Fig. 1: Acetylated Ub variants and their performance in HDM2 autoubiquitylation.

a Lysine residues of ubiquitin (Ub) used for Ub chain formation and acetylation (Ac) in cells. b, c Ub variants acetylated at K6 (6AcK), K11 (11AcK), K27 (27AcK), or K48 (48AcK) are inefficiently used by HDM2 for autoubiquitylation. d Autoubiquitylation assays with Ub variants, in which K48 was replaced by A, Q, or R reveal that the presence of a positive charge at position 48 is critical for efficient HDM2 autoubiquitylation. e Autoubiquitylation assays with Ub variants, in which K11 was replaced by A, Q, or R, indicate that the inefficient use of Ub 11AcK by HDM2 for autoubiquitylation cannot be explained by charge neutralization only. b–e Autoubiquitylation reactions were performed as described in Methods and started by addition of the respective Ub variants or nonmodified Ub (wt).

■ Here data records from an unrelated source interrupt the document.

//! `watchlog` terminal front end.
//!
//! # Responsibility
//! - Parse flags, open the tracker once per invocation, run one command.
//! - Report validation failures as warnings; everything else is an error.

mod cli;
mod commands;

use anyhow::{Context, Result};
use clap::Parser;
use cli::{Cli, Commands};
use log::info;
use watchlog_core::{default_log_level, init_logging, StoreError, Tracker, TrackerConfig};

fn main() -> Result<()> {
    let cli = Cli::parse();

    start_logging(&cli)?;
    let config = match &cli.config {
        Some(path) => TrackerConfig::load(path)?,
        None => TrackerConfig::in_dir(&cli.data_dir),
    };
    info!(
        "event=cli_start module=cli status=ok catalog={} seasonal={} reading={}",
        config.catalog_path.display(),
        config.seasonal_path.display(),
        config.reading_path.display()
    );

    let mut tracker = Tracker::open(config).context("failed to load tracker data")?;
    let output = commands::Output { json: cli.json };
    let outcome = match cli.command {
        Commands::List { names, genres } => {
            commands::catalog::list(&tracker, &output, names, genres)
        }
        Commands::Add(args) => commands::catalog::add(&mut tracker, args),
        Commands::Edit {
            current_name,
            fields,
        } => commands::catalog::edit(&mut tracker, &current_name, fields),
        Commands::Remove { name } => commands::catalog::remove(&mut tracker, &name),
        Commands::Season { command } => commands::season::run(&mut tracker, &output, command),
        Commands::Reading { command } => commands::reading::run(&mut tracker, &output, command),
    };

    match outcome {
        Err(err) => match err.downcast_ref::<StoreError>() {
            Some(StoreError::Validation(reason)) => {
                eprintln!("warning: {reason}; nothing was saved");
                Ok(())
            }
            _ => Err(err),
        },
        Ok(()) => Ok(()),
    }
}

/// Starts file logging only when `--log-dir` is given.
fn start_logging(cli: &Cli) -> Result<()> {
    let Some(log_dir) = &cli.log_dir else {
        return Ok(());
    };
    let log_dir = std::path::absolute(log_dir)
        .with_context(|| format!("invalid log directory `{}`", log_dir.display()))?;
    let level = cli.log_level.as_deref().unwrap_or(default_log_level());

    init_logging(level, &log_dir.to_string_lossy()).map_err(anyhow::Error::msg)
}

Reactions were stopped at the times indicated. Reactions in the absence of Ub (−Ub) were stopped at 30 min (b), 60 min (c, d), or 150 min (e). All reactions were analyzed by SDS-PAGE followed by Coomassie blue staining. Running positions of molecular mass markers (kDa), HDM2, UBA1 (E1), UbcH5b (E2), free Ub (Ub), and autoubiquitylated forms of HDM2 (*) are indicated. The experiments shown are representative of three independent experiments. Source data are provided as a Source Data file.